— EXERCISE AIM —
In the entries that follow, say how many lines contain the string "RoomOptions". Give no other words.

Saved entries:
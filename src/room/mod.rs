//! A named group of clients on one room server.
//!
//! Follows the `Room`/`RoomManager` actor split found in
//! `asifZaman0362-zgm-srv/src/room/{mod,actor}.rs`: this module is the
//! `Room` actor itself; [`crate::server::RoomServer`] plays the
//! `RoomManager` role of owning a keyed set of these.

pub mod messages;

use std::time::Duration;

use actix::{Actor, ActorContext, Addr, AsyncContext, Context, Handler, SpawnHandle};

use crate::bus::messages::{ClientSummary, RoomSummary};
use crate::server::RoomServer;
use crate::session::actor::Session;
use crate::session::message as session_msg;
use crate::utils::new_fast_hashmap;

use messages::*;

/// Immutable per-room configuration.
#[derive(Debug, Clone)]
pub struct RoomOptions {
    pub ping_interval: Option<Duration>,
    pub missed_pings_limit: u32,
    pub keep_alive: bool,
}

impl Default for RoomOptions {
    fn default() -> Self {
        Self {
            ping_interval: None,
            missed_pings_limit: 1,
            keep_alive: false,
        }
    }
}

struct ClientHandle {
    addr: Addr<Session>,
    properties: Option<serde_json::Value>,
    missed_pings: u32,
}

pub struct Room {
    id: String,
    public_url: String,
    properties: Option<serde_json::Value>,
    options: RoomOptions,
    clients: ahash::HashMap<String, ClientHandle>,
    room_server: Addr<RoomServer>,
    ping_handle: Option<SpawnHandle>,
}

impl Room {
    pub fn new(
        id: String,
        public_url: String,
        properties: Option<serde_json::Value>,
        options: RoomOptions,
        room_server: Addr<RoomServer>,
    ) -> Self {
        Self {
            id,
            public_url,
            properties,
            options,
            clients: new_fast_hashmap(8),
            room_server,
            ping_handle: None,
        }
    }

    pub fn id(&self) -> &str {
        &self.id
    }

    fn summary_of(&self, id: &str, handle: &ClientHandle) -> ClientSummary {
        ClientSummary {
            id: id.to_string(),
            properties: handle.properties.clone(),
        }
    }

    fn start_heartbeat(&mut self, ctx: &mut Context<Self>) {
        let Some(interval) = self.options.ping_interval else {
            return;
        };
        let limit = self.options.missed_pings_limit;
        let handle = ctx.run_interval(interval, move |act, ctx| {
            act.run_heartbeat_tick(ctx, limit);
        });
        self.ping_handle = Some(handle);
    }

    /// Each tick, a member at or above the miss limit is evicted; everyone
    /// else is pinged and their counter incremented. A pong (see [`Pong`])
    /// resets it to zero.
    fn run_heartbeat_tick(&mut self, ctx: &mut Context<Self>, limit: u32) {
        let expired: Vec<String> = self
            .clients
            .iter()
            .filter(|(_, handle)| handle.missed_pings >= limit)
            .map(|(id, _)| id.clone())
            .collect();

        for id in expired {
            self.remove_and_notify(ctx, &id);
        }

        for handle in self.clients.values_mut() {
            handle.missed_pings += 1;
            handle.addr.do_send(session_msg::SendPing);
        }
    }

    /// Removes a member, notifies the owning server, closes its socket,
    /// and runs auto-GC if the room is now empty. Shared by the heartbeat
    /// eviction path and the explicit `leave` handler below.
    fn remove_and_notify(&mut self, ctx: &mut Context<Self>, id: &str) {
        if let Some(handle) = self.clients.remove(id) {
            self.room_server.do_send(RoomLifecycleEvent::Left {
                room_id: self.id.clone(),
                client: ClientSummary {
                    id: id.to_string(),
                    properties: handle.properties,
                },
            });
            handle.addr.do_send(session_msg::ForceClose);
            self.maybe_self_close(ctx);
        }
    }

    fn maybe_self_close(&mut self, ctx: &mut Context<Self>) {
        if self.clients.is_empty() && !self.options.keep_alive {
            ctx.stop();
        }
    }
}

impl Actor for Room {
    type Context = Context<Self>;

    fn started(&mut self, ctx: &mut Self::Context) {
        self.start_heartbeat(ctx);
    }

    /// Regardless of why the room stopped — empty auto-GC, explicit
    /// `terminate()`, or the owning server shutting down — this is the
    /// single place that notifies the server so it can drop the room from
    /// its map and publish `roomRemoved`.
    fn stopped(&mut self, _ctx: &mut Self::Context) {
        self.room_server.do_send(RoomClosed(self.id.clone()));
    }
}

impl Handler<TryJoin> for Room {
    type Result = Result<(), AlreadyInRoom>;

    /// Check-and-insert in one mailbox turn: this is what makes duplicate-id
    /// admission safe against two sockets racing to claim the same id. A
    /// caller that instead looked the id up via a separate message and sent
    /// the insert as a second, independent message would have an `.await`
    /// gap between the two in which both could observe the id as free.
    fn handle(&mut self, msg: TryJoin, _ctx: &mut Self::Context) -> Self::Result {
        let ClientJoin { id, properties, addr } = msg.0;
        if self.clients.contains_key(&id) {
            return Err(AlreadyInRoom);
        }
        self.clients.insert(
            id.clone(),
            ClientHandle {
                addr,
                properties: properties.clone(),
                missed_pings: 0,
            },
        );
        self.room_server.do_send(RoomLifecycleEvent::Joined {
            room_id: self.id.clone(),
            client: ClientSummary { id, properties },
        });
        Ok(())
    }
}

impl Handler<Leave> for Room {
    type Result = ();

    fn handle(&mut self, msg: Leave, ctx: &mut Self::Context) -> Self::Result {
        // absent: no-op.
        self.remove_and_notify(ctx, &msg.0);
    }
}

impl Handler<SendAll> for Room {
    type Result = ();

    fn handle(&mut self, msg: SendAll, _ctx: &mut Self::Context) -> Self::Result {
        for handle in self.clients.values() {
            handle.addr.do_send(session_msg::Deliver(msg.0.clone()));
        }
    }
}

impl Handler<SendTo> for Room {
    type Result = ();

    fn handle(&mut self, msg: SendTo, _ctx: &mut Self::Context) -> Self::Result {
        if let Some(handle) = self.clients.get(&msg.id) {
            handle.addr.do_send(session_msg::Deliver(msg.frame));
        }
    }
}

impl Handler<SendToOthers> for Room {
    type Result = ();

    fn handle(&mut self, msg: SendToOthers, _ctx: &mut Self::Context) -> Self::Result {
        for (id, handle) in self.clients.iter() {
            if *id != msg.id {
                handle.addr.do_send(session_msg::Deliver(msg.frame.clone()));
            }
        }
    }
}

impl Handler<Terminate> for Room {
    type Result = ();

    fn handle(&mut self, _msg: Terminate, ctx: &mut Self::Context) -> Self::Result {
        // No further joined/left events — only the eventual RoomClosed from `stopped`.
        for handle in self.clients.values() {
            handle.addr.do_send(session_msg::ForceClose);
        }
        self.clients.clear();
        ctx.stop();
    }
}

impl Handler<ClearPingInterval> for Room {
    type Result = ();

    fn handle(&mut self, _msg: ClearPingInterval, ctx: &mut Self::Context) -> Self::Result {
        if let Some(handle) = self.ping_handle.take() {
            ctx.cancel_future(handle);
        }
    }
}

impl Handler<Pong> for Room {
    type Result = ();

    fn handle(&mut self, msg: Pong, _ctx: &mut Self::Context) -> Self::Result {
        if let Some(handle) = self.clients.get_mut(&msg.0) {
            handle.missed_pings = 0;
        }
    }
}

impl Handler<SetProperties> for Room {
    type Result = ();

    fn handle(&mut self, msg: SetProperties, _ctx: &mut Self::Context) -> Self::Result {
        self.properties = Some(msg.0);
    }
}

impl Handler<GetSummary> for Room {
    type Result = RoomSummary;

    fn handle(&mut self, msg: GetSummary, _ctx: &mut Self::Context) -> Self::Result {
        let clients = if msg.include_clients {
            self.clients
                .iter()
                .map(|(id, handle)| (id.clone(), self.summary_of(id, handle)))
                .collect()
        } else {
            Default::default()
        };
        RoomSummary {
            id: self.id.clone(),
            public_url: self.public_url.clone(),
            clients,
            properties: self.properties.clone(),
        }
    }
}
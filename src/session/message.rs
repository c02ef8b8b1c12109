use actix::Message;

/// Sent by a [`crate::room::Room`] to deliver an opaque application frame
/// verbatim to this client's socket.
#[derive(Message)]
#[rtype(result = "()")]
pub struct Deliver(pub String);

/// Sent by a [`crate::room::Room`] heartbeat tick to ask this client's
/// socket to emit a WebSocket ping frame.
#[derive(Message)]
#[rtype(result = "()")]
pub struct SendPing;

/// Sent by a [`crate::room::Room`] to forcibly close this client's socket —
/// used for heartbeat eviction, explicit `terminate()`, and duplicate-id
/// rejection.
#[derive(Message)]
#[rtype(result = "()")]
pub struct ForceClose;

/// The envelope sent to a client on any authentication rejection.
#[derive(serde::Serialize)]
pub struct AuthFailure<'a> {
    pub error: &'static str,
    pub message: &'a str,
}

impl<'a> AuthFailure<'a> {
    pub fn new(message: &'a str) -> Self {
        Self {
            error: "Authentication Failed",
            message,
        }
    }
}
use actix::{Addr, Message};

use crate::bus::messages::{ClientSummary, RoomSummary};
use crate::session::actor::Session;

/// A client being admitted into a room — constructed by the owning
/// [`crate::server::RoomServer`] once a token has been verified.
pub struct ClientJoin {
    pub id: String,
    pub properties: Option<serde_json::Value>,
    pub addr: Addr<Session>,
}

/// Returned by [`TryJoin`] when the room already has a member under that id.
#[derive(Debug)]
pub struct AlreadyInRoom;

/// Atomically check-and-insert a client by id, handled in a single `Room`
/// mailbox turn so two sockets racing to claim the same id can never both
/// win: whichever `TryJoin` the actor processes first inserts and succeeds,
/// the second observes the now-present id and is rejected. Splitting this
/// into a separate lookup message and a fire-and-forget insert would reopen
/// that race across the `.await` between them.
#[derive(Message)]
#[rtype(result = "Result<(), AlreadyInRoom>")]
pub struct TryJoin(pub ClientJoin);

#[derive(Message)]
#[rtype(result = "()")]
pub struct Leave(pub String);

/// Broadcast an opaque application frame to every member, the sender included.
#[derive(Message, Clone)]
#[rtype(result = "()")]
pub struct SendAll(pub String);

/// Deliver a frame to exactly one member by id.
#[derive(Message)]
#[rtype(result = "()")]
pub struct SendTo {
    pub id: String,
    pub frame: String,
}

/// Deliver a frame to every member except one.
#[derive(Message)]
#[rtype(result = "()")]
pub struct SendToOthers {
    pub id: String,
    pub frame: String,
}

/// Disconnect every member and stop the room.
#[derive(Message)]
#[rtype(result = "()")]
pub struct Terminate;

/// Stop the heartbeat timer. Idempotent.
#[derive(Message)]
#[rtype(result = "()")]
pub struct ClearPingInterval;

/// A pong received on the client's socket — resets its missed-pings counter.
#[derive(Message)]
#[rtype(result = "()")]
pub struct Pong(pub String);

#[derive(Message)]
#[rtype(result = "RoomSummary")]
pub struct GetSummary {
    pub include_clients: bool,
}

/// Replace the room's opaque properties. Last writer wins.
#[derive(Message)]
#[rtype(result = "()")]
pub struct SetProperties(pub serde_json::Value);

/// Emitted by [`Room`] to its owning [`crate::server::RoomServer`] on every
/// membership change — these drive the `rs.event` publishes and the
/// `clientCount` bookkeeping.
#[derive(Message)]
#[rtype(result = "()")]
pub enum RoomLifecycleEvent {
    Joined { room_id: String, client: ClientSummary },
    Left { room_id: String, client: ClientSummary },
}

/// Emitted once, from [`Room::stopped`], regardless of why the room
/// stopped (auto-GC, explicit `terminate()`, or owning server shutdown) —
/// the single place the owning server reacts to finish removing the room
/// and publish `roomRemoved`.
#[derive(Message)]
#[rtype(result = "()")]
pub struct RoomClosed(pub String);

— TASK RESPONSE —
4